Under Treas. Reg. § 1.1502-75(d)(1), a consolidated group remains in existence when the common parent remains as common parent and a subsidiary that was affiliated with it at the end of the prior year remains affiliated with it at the beginning of the year.

* * *

Treas. Reg. § 1.1502-75(d)(2)(ii) provides that a consolidated group will remain in existence notwithstanding that the common parent is no longer in existence if the members of the affiliated group succeed to or become the owners of substantially all of the assets of the former parent and there remains one or more chains of includible corporations connected through stock ownership with a common parent corporation that is an includible corporation and that was a member of the group before the former common parent ceased to exist.

* * *

Summary

Taking into account the application of the consolidated return rules, the Parent Group remained in existence after the described transactions.

CASE DEVELOPMENT, HAZARDS AND OTHER CONSIDERATIONS

* * *

This writing may contain privileged information. Any unauthorized disclosure of this writing may undermine our ability to protect the privileged information. If disclosure is determined to be necessary, please contact this office for our views.

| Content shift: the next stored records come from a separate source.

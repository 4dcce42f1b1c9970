use chrono::{Duration, NaiveDate, NaiveTime};
use prepweek_core::{
    recommend_pickup_day, CalendarEvent, ComplexitySignal, ComplexityTier, DayScore, DayScoreEngine,
    GroceryItemRef, LocalCalendar, PerishableMealDate, TimeBlockSignal, TitleStressSignal,
};
use proptest::prelude::*;
use std::sync::Arc;

fn week_start() -> NaiveDate {
    NaiveDate::from_ymd_opt(2025, 2, 17).unwrap()
}

fn chicago() -> LocalCalendar {
    LocalCalendar::parse("America/Chicago").unwrap()
}

fn at(cal: &LocalCalendar, date: NaiveDate, h: u32, m: u32) -> chrono::DateTime<chrono::Utc> {
    cal.at(date, NaiveTime::from_hms_opt(h, m, 0).unwrap())
}

fn call(cal: &LocalCalendar, d: NaiveDate, from: u32, to: u32) -> CalendarEvent {
    CalendarEvent::new("e", "Call", at(cal, d, from, 0), at(cal, d, to, 0))
}

fn scored_week(scores: &[u8; 7]) -> Vec<DayScore> {
    scores
        .iter()
        .enumerate()
        .map(|(i, s)| DayScore::new(week_start() + Duration::days(i as i64), *s, vec![]))
        .collect()
}

/// Real-shape regression: a single 9-5 Monday and an empty rest of the week.
#[test]
fn monday_workday_week_scenario() {
    let cal = chicago();
    let events = vec![CalendarEvent::new(
        "work",
        "Client workshop",
        at(&cal, week_start(), 9, 0),
        at(&cal, week_start(), 17, 0),
    )];

    let engine = DayScoreEngine::with_time_block(cal);
    let week = engine.score_week(&events, week_start());

    assert_eq!(week.len(), 7);
    assert!(week[0].final_score() > 35);
    assert!(matches!(week[0].tier(), ComplexityTier::Quick | ComplexityTier::Standard));
    for day in &week[1..] {
        assert_eq!(day.final_score(), 0);
        assert_eq!(day.tier(), ComplexityTier::Exploratory);
    }

    let rec = recommend_pickup_day(&week, &[], &[]).unwrap();
    assert_eq!(rec.date, week_start() + Duration::days(1));
}

#[test]
fn dinner_time_event_scores_higher_than_morning_event() {
    let cal = chicago();
    let d = week_start();
    let engine = DayScoreEngine::with_time_block(cal);

    let dinner = engine.score_day(&[call(&cal, d, 17, 19)], d);
    let morning = engine.score_day(&[call(&cal, d, 9, 11)], d);
    assert!(dinner.final_score() > morning.final_score());
}

#[test]
fn tightening_gaps_never_lowers_back_to_back_points() {
    let cal = chicago();
    let d = week_start();
    let signal = TimeBlockSignal::new(cal);

    let mut previous = -1.0;
    for gap in [90, 60, 30, 16, 15, 10, 5, 0] {
        let mut events = Vec::new();
        let mut cursor = at(&cal, d, 8, 0);
        for i in 0..4 {
            let end = cursor + Duration::minutes(45);
            events.push(CalendarEvent::new(format!("m{i}"), "Meeting", cursor, end));
            cursor = end + Duration::minutes(gap);
        }
        let r = signal.compute(&events, d);
        let points = r.raw_value("back_to_back_points").unwrap();
        assert!(points >= previous, "gap {gap}: {points} < {previous}");
        previous = points;
    }
    assert_eq!(previous, 25.0);
}

#[test]
fn both_signals_contribute_in_order() {
    let cal = chicago();
    let d = week_start();
    let signals: Vec<Arc<dyn ComplexitySignal>> = vec![
        Arc::new(TimeBlockSignal::new(cal)),
        Arc::new(TitleStressSignal::new(cal).with_weight(1.0)),
    ];
    let engine = DayScoreEngine::new(cal, signals);
    let events = vec![CalendarEvent::new("x", "Final exam", at(&cal, d, 9, 0), at(&cal, d, 11, 0))];
    let day = engine.score_day(&events, d);

    assert_eq!(day.signals().len(), 2);
    assert_eq!(day.signals()[0].signal, "time_block");
    assert_eq!(day.signals()[1].signal, "title_stress");
    let expected = ((day.signals()[0].score + day.signals()[1].score) / 2.0).round() as u8;
    assert_eq!(day.final_score(), expected);
}

#[test]
fn seafood_for_wednesday_pulls_pickup_before_a_free_weekend() {
    let cal = chicago();
    let mut events = Vec::new();
    // Busy Mon/Tue evenings, completely free weekend.
    for offset in 0..2 {
        let d = week_start() + Duration::days(offset);
        let (start, end) = (at(&cal, d, 9, 0), at(&cal, d, 18, 0));
        events.push(CalendarEvent::new(format!("w{offset}"), "Work", start, end));
    }
    let week = DayScoreEngine::with_time_block(cal).score_week(&events, week_start());

    let items = vec![
        GroceryItemRef::new("cod").with_category("Seafood"),
        GroceryItemRef::new("rice").with_category("Pantry"),
    ];
    let wednesday = week_start() + Duration::days(2);
    let meals = vec![PerishableMealDate::new("Seafood", wednesday)];
    let rec = recommend_pickup_day(&week, &items, &meals).unwrap();

    assert_eq!(rec.date, wednesday);
    assert!(rec.reasoning.contains("Seafood"));
}

fn arb_events() -> impl Strategy<Value = Vec<(i64, i64, bool)>> {
    // (start minute offset from week start, duration minutes, all-day)
    prop::collection::vec((0i64..(7 * 24 * 60), 0i64..(10 * 60), prop::bool::weighted(0.1)), 0..25)
}

proptest! {
    #[test]
    fn scores_stay_in_range_and_tier_matches(raw in arb_events(), zone in prop::sample::select(vec![
        "America/Chicago", "Asia/Tokyo", "Pacific/Auckland", "UTC", "Europe/London",
    ])) {
        let cal = LocalCalendar::parse(zone).unwrap();
        let origin = cal.start_of_day(week_start());
        let events: Vec<CalendarEvent> = raw
            .iter()
            .enumerate()
            .map(|(i, (start, len, all_day))| {
                let s = origin + Duration::minutes(*start);
                let e = s + Duration::minutes(*len);
                let ev = CalendarEvent::new(format!("e{i}"), "Review", s, e);
                if *all_day { ev.all_day() } else { ev }
            })
            .collect();

        let signals: Vec<Arc<dyn ComplexitySignal>> = vec![
            Arc::new(TimeBlockSignal::new(cal)),
            Arc::new(TitleStressSignal::new(cal)),
        ];
        let engine = DayScoreEngine::new(cal, signals);
        let week = engine.score_week(&events, week_start());

        for (i, day) in week.iter().enumerate() {
            prop_assert_eq!(day.date(), week_start() + Duration::days(i as i64));
            prop_assert!(day.final_score() <= 100);
            prop_assert_eq!(day.tier(), ComplexityTier::from_score(day.final_score()));
            for s in day.signals() {
                prop_assert!(s.score.is_finite());
                prop_assert!((0.0..=100.0).contains(&s.score));
            }
        }

        // Deterministic: same inputs, same output.
        prop_assert_eq!(&week, &engine.score_week(&events, week_start()));
    }

    #[test]
    fn no_perishables_means_lowest_score_wins(scores in prop::array::uniform7(0u8..=100)) {
        let week = scored_week(&scores);
        let oats = [GroceryItemRef::new("oats").with_category("Pantry")];
        let rec = recommend_pickup_day(&week, &oats, &[]).unwrap();

        let min = *scores.iter().min().unwrap();
        let first_min = scores.iter().position(|s| *s == min).unwrap();
        prop_assert_eq!(rec.day_index, first_min);
        prop_assert!(!rec.reasoning.is_empty());
    }

    #[test]
    fn never_after_needed_date_when_earlier_is_as_available(
        scores in prop::array::uniform7(0u8..=100),
        needed in 0i64..7,
    ) {
        let week = scored_week(&scores);
        let needed_date = week_start() + Duration::days(needed);
        let meals = vec![PerishableMealDate::new("Seafood", needed_date)];
        let items = vec![GroceryItemRef::new("shrimp").with_category("Seafood")];
        let rec = recommend_pickup_day(&week, &items, &meals).unwrap();

        let best_before = scores[..=needed as usize].iter().min().copied().unwrap();
        if rec.date > needed_date {
            prop_assert!(scores[rec.day_index] < best_before);
        }
    }
}
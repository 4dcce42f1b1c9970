//! Complexity signals: pluggable scorers over one day's calendar events.

use chrono::NaiveDate;
use serde::{Deserialize, Serialize};
use std::collections::BTreeMap;

use crate::event::CalendarEvent;

/// Clamp a score into `[0, 100]`; non-finite values become 0.
pub fn clamp_score(score: f64) -> f64 {
    if score.is_finite() {
        score.clamp(0.0, 100.0)
    } else {
        0.0
    }
}

/// Output of one signal evaluated against one day.
#[derive(Debug, Clone, PartialEq, Serialize, Deserialize)]
pub struct SignalResult {
    /// Name of the signal that produced this result.
    pub signal: String,
    /// 0-100, higher means busier.
    pub score: f64,
    /// Short, non-technical summary shown in the UI.
    pub reasoning: String,
    /// Raw measurements kept for recalibration.
    #[serde(default)]
    pub raw: BTreeMap<String, f64>,
}

impl SignalResult {
    pub fn new(signal: impl Into<String>, score: f64, reasoning: impl Into<String>) -> Self {
        Self {
            signal: signal.into(),
            score: clamp_score(score),
            reasoning: reasoning.into(),
            raw: BTreeMap::new(),
        }
    }

    pub fn with_raw(mut self, key: impl Into<String>, value: f64) -> Self {
        self.raw.insert(key.into(), value);
        self
    }

    pub fn raw_value(&self, key: &str) -> Option<f64> {
        self.raw.get(key).copied()
    }
}

/// A named, weighted scoring function over a day's events.
///
/// `events` may contain events outside `date`; each signal filters to the
/// events overlapping the local day itself. Signals never see each other's output.
pub trait ComplexitySignal: Send + Sync {
    fn name(&self) -> &str;

    fn weight(&self) -> f64;

    fn compute(&self, events: &[CalendarEvent], date: NaiveDate) -> SignalResult;
}
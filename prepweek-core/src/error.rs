use thiserror::Error;

#[derive(Error, Debug, Clone, PartialEq, Eq)]
pub enum CoreError {
    #[error("Cannot recommend a pickup day: week scores are empty")]
    EmptyWeek,

    #[error("Invalid timezone: {0}")]
    InvalidTimezone(String),

    #[error("Invalid day score: {0}")]
    InvalidDayScore(String),
}
//! Grocery-side inputs consumed by the pickup optimizer.

use chrono::NaiveDate;
use serde::{Deserialize, Serialize};

/// The subset of a grocery item the optimizer needs.
#[derive(Debug, Clone, PartialEq, Eq, Serialize, Deserialize)]
pub struct GroceryItemRef {
    pub name: String,
    /// Free-text category used only for the shelf-life lookup.
    #[serde(default, skip_serializing_if = "Option::is_none")]
    pub category: Option<String>,
}

impl GroceryItemRef {
    pub fn new(name: impl Into<String>) -> Self {
        Self {
            name: name.into(),
            category: None,
        }
    }

    pub fn with_category(mut self, category: impl Into<String>) -> Self {
        self.category = Some(category.into());
        self
    }

    /// Category as given, if present and not blank.
    pub fn known_category(&self) -> Option<&str> {
        self.category.as_deref().filter(|c| !c.trim().is_empty())
    }
}

/// An ingredient category paired with the local date a meal needs it.
#[derive(Debug, Clone, PartialEq, Eq, Serialize, Deserialize)]
pub struct PerishableMealDate {
    pub category: String,
    pub date: NaiveDate,
}

impl PerishableMealDate {
    pub fn new(category: impl Into<String>, date: NaiveDate) -> Self {
        Self {
            category: category.into(),
            date,
        }
    }
}

#[cfg(test)]
mod tests {
    use super::*;

    #[test]
    fn blank_categories_are_unknown() {
        assert_eq!(GroceryItemRef::new("salt").known_category(), None);
        assert_eq!(GroceryItemRef::new("salt").with_category("  ").known_category(), None);
        assert_eq!(
            GroceryItemRef::new("salmon").with_category(" Seafood ").known_category(),
            Some(" Seafood ")
        );
    }
}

Please call 202-317-5024 if you have any further questions.

DOUGLAS C. BATES
Branch Chief
(Corporate)

By: Douglas C. Bates
Branch Chief
(Corporate)

FOOTNOTES

1The Parent Group included a large number of members that are not identified in this advice and whose direct or indirect ownership by Parent remained unchanged through the course of the transactions described herein.

2Certain transactions that were disregarded for federal income tax purposes and certain transactions that were regarded for federal income tax purposes but that are not germane to this advice are omitted.

3Proposed regulations published in 80 F.R. 12097 (March 6, 2015) that would revise Treas. Reg. 1.1502-76 are not applicable to these transactions.